If we look at the stories of the Buddha, we see that in many lives when he was a bodhisattva, he gave up his life for sentient beings. In one life, the Buddha gave his body to a tigress. It is not because he helped the tigress that he was considered a bodhisattva, it is the fact that he sacrificed his own life in order to do so.

We do help others in various ways, but usually with our own welfare in mind. Basically we don’t give of ourselves fully, we are not able to put ourselves aside in the help that we give to others.

For it to be bodhichitta, we have to be able to give ourselves up, forsake ourselves, even if it is dangerous and there will be difficult consequences that are hard to face. A bodhisattva has the view that, ‘Whatever happens to me is irrelevant; it makes no difference.’ They forsake themselves, and that’s the foundation through which they help others.
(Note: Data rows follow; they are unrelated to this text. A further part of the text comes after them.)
//! Error types shared by termmesh crates.

use thiserror::Error;

#[derive(Error, Debug)]
pub enum CoreError {
    #[error("session not found: {0}")]
    SessionNotFound(String),

    #[error("session already exists: {0}")]
    SessionExists(String),

    #[error("identity not available: {0}")]
    IdentityUnavailable(String),

    #[error("IO error: {0}")]
    Io(#[from] std::io::Error),

    #[error("JSON error: {0}")]
    Json(#[from] serde_json::Error),

    #[error("{0}")]
    Other(String),
}

pub type Result<T> = std::result::Result<T, CoreError>;
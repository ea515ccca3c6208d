//! Diffie-Hellman over RFC3526 MODP group 14.
//!
//! The teacher crate's `EncryptionEngine` (`happy-remote-core::crypto::nacl`)
//! is built around X25519/XSalsa20 via `crypto_box`, which has no raw
//! shared-secret primitive to reuse here — classic DH is implemented
//! directly against `num-bigint-dig`, kept behind the same trait shape the
//! teacher uses (keypair struct, `compute_secret`) so the rest of the
//! codebase reads the same way.

use base64::{engine::general_purpose::STANDARD, Engine};
use num_bigint_dig::{BigUint, RandBigInt};
use sha2::{Digest, Sha256};

use crate::error::{CryptoError, Result};

/// RFC3526 2048-bit MODP Group 14 prime, hex.
const MODP14_PRIME_HEX: &str = concat!(
    "FFFFFFFFFFFFFFFFC90FDAA22168C234C4C6628B80DC1CD",
    "129024E088A67CC74020BBEA63B139B22514A08798E3404",
    "DDEF9519B3CD3A431B302B0A6DF25F14374FE1356D6D51C",
    "245E485B576625E7EC6F44C42E9A637ED6B0BFF5CB6F406B",
    "7EDEE386BFB5A899FA5AE9F24117C4B1FE649286651ECE4",
    "5B3DC2007CB8A163BF0598DA48361C55D39A69163FA8FD2",
    "4CF5F83655D23DCA3AD961C62F356208552BB9ED5290770",
    "96966D670C354E4ABC9804F1746C08CA18217C32905E462",
    "E36CE3BE39E772C180E86039B2783A2EC07A28FB5C55DF0",
    "6F4C52C9DE2BCBF6955817183995497CEA956AE515D2261",
    "898FA051015728E5A8AACAA68FFFFFFFFFFFFFFFF",
);
const GENERATOR: u64 = 2;

/// Bytes of private exponent randomness. 256 bits gives the usual security
/// margin used against modp14 in practice without paying for a full
/// 2048-bit exponentiation range.
const PRIVATE_EXPONENT_BYTES: usize = 32;

fn prime() -> BigUint {
    BigUint::parse_bytes(MODP14_PRIME_HEX.as_bytes(), 16).expect("modp14 prime is valid hex")
}

pub struct KeyPair {
    private: BigUint,
    pub public: BigUint,
}

impl KeyPair {
    /// Base64 encoding of the public value's big-endian bytes, as carried
    /// in the `key:exchange` frame.
    pub fn public_base64(&self) -> String {
        STANDARD.encode(self.public.to_bytes_be())
    }

    /// Derives the 32-byte shared key: SHA-256 of the raw DH shared secret.
    pub fn compute_secret(&self, remote_public_b64: &str) -> Result<[u8; 32]> {
        let remote_bytes = STANDARD
            .decode(remote_public_b64)
            .map_err(CryptoError::Base64)?;
        if remote_bytes.is_empty() {
            return Err(CryptoError::InvalidPublicKey("empty public key".into()));
        }
        let remote_public = BigUint::from_bytes_be(&remote_bytes);
        let p = prime();
        if remote_public >= p {
            return Err(CryptoError::InvalidPublicKey(
                "public key not reduced mod p".into(),
            ));
        }
        let shared = remote_public.modpow(&self.private, &p);
        let mut hasher = Sha256::new();
        hasher.update(shared.to_bytes_be());
        Ok(hasher.finalize().into())
    }
}

/// Generates a fresh DH keypair over modp14.
pub fn generate_keypair() -> KeyPair {
    let p = prime();
    let g = BigUint::from(GENERATOR);
    let mut rng = rand::rngs::OsRng;
    let private = rng.gen_biguint(PRIVATE_EXPONENT_BYTES as u64 * 8) % &p;
    let public = g.modpow(&private, &p);
    KeyPair { private, public }
}

#[cfg(test)]
mod tests {
    use super::*;

    #[test]
    fn both_sides_derive_the_same_secret() {
        let alice = generate_keypair();
        let bob = generate_keypair();
        let alice_secret = alice.compute_secret(&bob.public_base64()).unwrap();
        let bob_secret = bob.compute_secret(&alice.public_base64()).unwrap();
        assert_eq!(alice_secret, bob_secret);
    }

    #[test]
    fn different_peers_derive_different_secrets() {
        let alice = generate_keypair();
        let bob = generate_keypair();
        let carol = generate_keypair();
        let alice_bob = alice.compute_secret(&bob.public_base64()).unwrap();
        let alice_carol = alice.compute_secret(&carol.public_base64()).unwrap();
        assert_ne!(alice_bob, alice_carol);
    }

    #[test]
    fn rejects_public_key_not_reduced_mod_p() {
        let alice = generate_keypair();
        let oversized = STANDARD.encode(prime().to_bytes_be());
        assert!(alice.compute_secret(&oversized).is_err());
    }
}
We should not be thinking that in order to be a bodhisattva, we have to sacrifice our life. Whether we give up our life or not is not the point. It’s whether we are willing and able to do that. A bodhisattva would not necessarily lose their life – they might, they might not. But whatever the case, they are not afraid of suffering and are able to forsake themselves. That’s what makes one a bodhisattva and it’s the bodhisattva mindset that causes one to become a buddha. As is said:
Those who work for the good of others awaken,
While those who work for their own good remain sentient beings.